Moss points out that the 6.6 billion kilowatt figure “has probably fallen since then because lighting has become much more efficient.” But he’s also noticing a significant escalation in the holiday light wars, at least in his neighborhood outside the District of Columbia.

“People are doing their best and really covering their whole house,” he said.

Do you want to reduce the electricity costs for your Christmas lights? Go LED

If you want to save on electricity while putting on a Clark Griswold-sized Christmas spectacle, go with LED.

According to the Department of Energy, LED bulbs use at least 75% less energy and last up to 25 times longer than traditional incandescent bulbs.

To illustrate the difference, ComEd calculated how much Clark Griswold could have saved even with LED lights.

You may remember that the Griswold patriarch of “National Lampoon’s Christmas Vacation” set out to stage the brightest house on the block, armed with 25,000 Italian fairy lights.

If light bulbs burned five hours a day for a month, that display would cost the Griswolds $7,462 in today’s dollars, ComEd calculates.

With LED lights, the price drops to $1,612, still a surprisingly high sum.

But those are the films.

“I don’t know anyone who’s putting up 25,000 lights,” said James Gherardi, a spokesman for Exelon, ComEd’s parent company.

Here you will find more energy saving tips that can help you save money even beyond the holidays. Try some of these inside and outside your home.

Don’t rush to hang your Christmas decorations

FPL’s Soriano has noticed that her neighbors in South Florida seem to be decking the halls earlier and earlier in recent years.

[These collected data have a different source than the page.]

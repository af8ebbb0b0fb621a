//! Search and filter state carried in the URL query.
//!
//! The query string is the source of truth for a table's search text and
//! column filters, so they survive navigation and reload and can be shared
//! as a link. Sort order and view-mode toggles are not part of it.

use std::collections::BTreeMap;

use serde::{Deserialize, Serialize};
use url::form_urlencoded;

use super::column::Column;

/// Query parameter holding the free-text search term.
pub const SEARCH_PARAM: &str = "search";

/// Serializable search/filter state of one data table.
#[derive(Clone, Debug, Default, PartialEq, Eq, Serialize, Deserialize)]
pub struct GridViewState {
    pub search: String,
    /// Column key to filter text. Never holds empty values.
    pub filters: BTreeMap<String, String>,
}

impl GridViewState {
    /// Decode the state from a query string (with or without leading `?`).
    ///
    /// Only parameters named after a column key are read as filters.
    pub fn from_query(query: &str, columns: &[Column]) -> Self {
        let mut state = Self::default();
        for (key, value) in parse_pairs(query) {
            if key == SEARCH_PARAM {
                state.search = value;
            } else if !value.is_empty() && columns.iter().any(|c| c.key == key) {
                state.filters.insert(key, value);
            }
        }
        state
    }

    /// Encode the state into `existing`, keeping unrelated parameters.
    ///
    /// Empty search and filter values are removed rather than written.
    pub fn merge_into_query(&self, existing: &str, columns: &[Column]) -> String {
        let mut serializer = form_urlencoded::Serializer::new(String::new());
        for (key, value) in parse_pairs(existing) {
            let owned = key == SEARCH_PARAM || columns.iter().any(|c| c.key == key);
            if !owned {
                serializer.append_pair(&key, &value);
            }
        }
        if !self.search.is_empty() {
            serializer.append_pair(SEARCH_PARAM, &self.search);
        }
        for col in columns {
            if let Some(value) = self.filter(&col.key) {
                serializer.append_pair(&col.key, value);
            }
        }
        serializer.finish()
    }

    /// Active filter text for `key`, if any.
    pub fn filter(&self, key: &str) -> Option<&str> {
        self.filters
            .get(key)
            .map(String::as_str)
            .filter(|v| !v.is_empty())
    }

    pub fn with_search(mut self, search: impl Into<String>) -> Self {
        self.search = search.into();
        self
    }

    /// Set or, when `value` is empty, clear the filter on `key`.
    pub fn with_filter(mut self, key: impl Into<String>, value: impl Into<String>) -> Self {
        let key = key.into();
        let value = value.into();
        if value.is_empty() {
            self.filters.remove(&key);
        } else {
            self.filters.insert(key, value);
        }
        self
    }

    /// True if a search term or any column filter is set.
    pub fn is_active(&self) -> bool {
        !self.search.is_empty() || !self.filters.is_empty()
    }
}

fn parse_pairs(query: &str) -> Vec<(String, String)> {
    form_urlencoded::parse(query.trim_start_matches('?').as_bytes())
        .map(|(k, v)| (k.into_owned(), v.into_owned()))
        .collect()
}

#[cfg(test)]
mod tests {
    use super::*;

    fn columns() -> Vec<Column> {
        vec![
            Column::new("username", "Usuario"),
            Column::new("email", "Email"),
        ]
    }

    #[test]
    fn test_from_query() {
        let state = GridViewState::from_query("?search=ann+lee&email=%40corp&tab=2", &columns());
        assert_eq!(state.search, "ann lee");
        assert_eq!(state.filter("email"), Some("@corp"));
        assert_eq!(state.filter("tab"), None);
        assert!(state.is_active());
    }

    #[test]
    fn test_from_empty_query() {
        let state = GridViewState::from_query("", &columns());
        assert_eq!(state, GridViewState::default());
        assert!(!state.is_active());
    }

    #[test]
    fn test_empty_filter_params_are_ignored() {
        let state = GridViewState::from_query("username=&search=", &columns());
        assert!(!state.is_active());
    }

    #[test]
    fn test_merge_keeps_unrelated_params() {
        let state = GridViewState::default()
            .with_search("a b")
            .with_filter("email", "x@y");
        let query = state.merge_into_query("tab=2&username=old", &columns());
        assert_eq!(query, "tab=2&search=a+b&email=x%40y");
    }

    #[test]
    fn test_merge_drops_cleared_values() {
        let state = GridViewState::default().with_filter("username", "jo");
        let cleared = state.clone().with_filter("username", "");
        assert_eq!(state.merge_into_query("", &columns()), "username=jo");
        assert_eq!(cleared.merge_into_query("username=jo", &columns()), "");
    }

    #[test]
    fn test_reset_clears_only_owned_params() {
        let query = "tab=2&search=doe&email=corp&username=jo";
        let state = GridViewState::from_query(query, &columns());
        assert!(state.is_active());

        let reset = GridViewState::default();
        assert!(!reset.is_active());
        assert_eq!(reset.merge_into_query(query, &columns()), "tab=2");
    }

    #[test]
    fn test_query_survives_reload() {
        let state = GridViewState::default()
            .with_search("Doe")
            .with_filter("username", "john");
        let query = state.merge_into_query("", &columns());
        assert_eq!(GridViewState::from_query(&query, &columns()), state);
    }
}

Two months of Christmas lights cost more than a month. You might even annoy your holiday-shy neighbors by turning off the lights in November. Why not wait a while?

Consider solar energy

Solar-powered Christmas lights may cost a little more (about $40 for this four-pack on Amazon), but they can save you on electricity bills in the long run.

As Popular Mechanics reports, solar power can also save you the hassle of running wires to outlets. Here are the magazine’s top solar picks.

Put your Christmas lights on a timer

Plan to turn them on at sunset and turn them off at bedtime. No one will notice her at lunchtime. No one will be there to see them at 3 a.m.

Consider the inflatable Santa Claus again

Inflatables abound in Millennial Christmas decorations, but they come at a price.

“Inflatable boats use a lot of energy,” Soriano said. “You can hear the fan running.”

According to Landmark Creations, maker of custom inflatable boats, your standard 8-foot inflatable boat costs 4 cents an hour, or about a dollar a day, in electricity if it runs 24 hours a day.

“If you have five — you have a Santa Claus, a reindeer, a Grinch — each of them is going to increase your electricity usage,” Soriano said.

Beware of phantom power

Holiday decorations containing electronic components can consume energy even when they appear to be turned off, a quotient of wasted energy that our Energy Department calls a “phantom load.”

For large and complex displays, consider using a “smart” power strip that turns off power completely when you flick the switch.

This is the worst day, the worst airport: What you should know for a smooth holiday flight

Turn off the lights when you leave town

This tip raises a philosophical question: Are your Christmas lights intended for you or your neighbors?

Turning everything off when you fly to Tulum on Christmas Eve is “a bit of a shame,” Gherardi said, “because you want to see your house in its holiday form throughout December.”

But turning off the lights is certainly safer than leaving them on while you’re away. And if you want to save a few bucks on electricity, this is a great way to do it.

Make a New Year’s resolution to turn off the lights

The weekend after New Year’s is a good time to turn on the lights and let the elves out.

Think about it: Is there anything sadder than a wilted Santa Claus in the yard in February?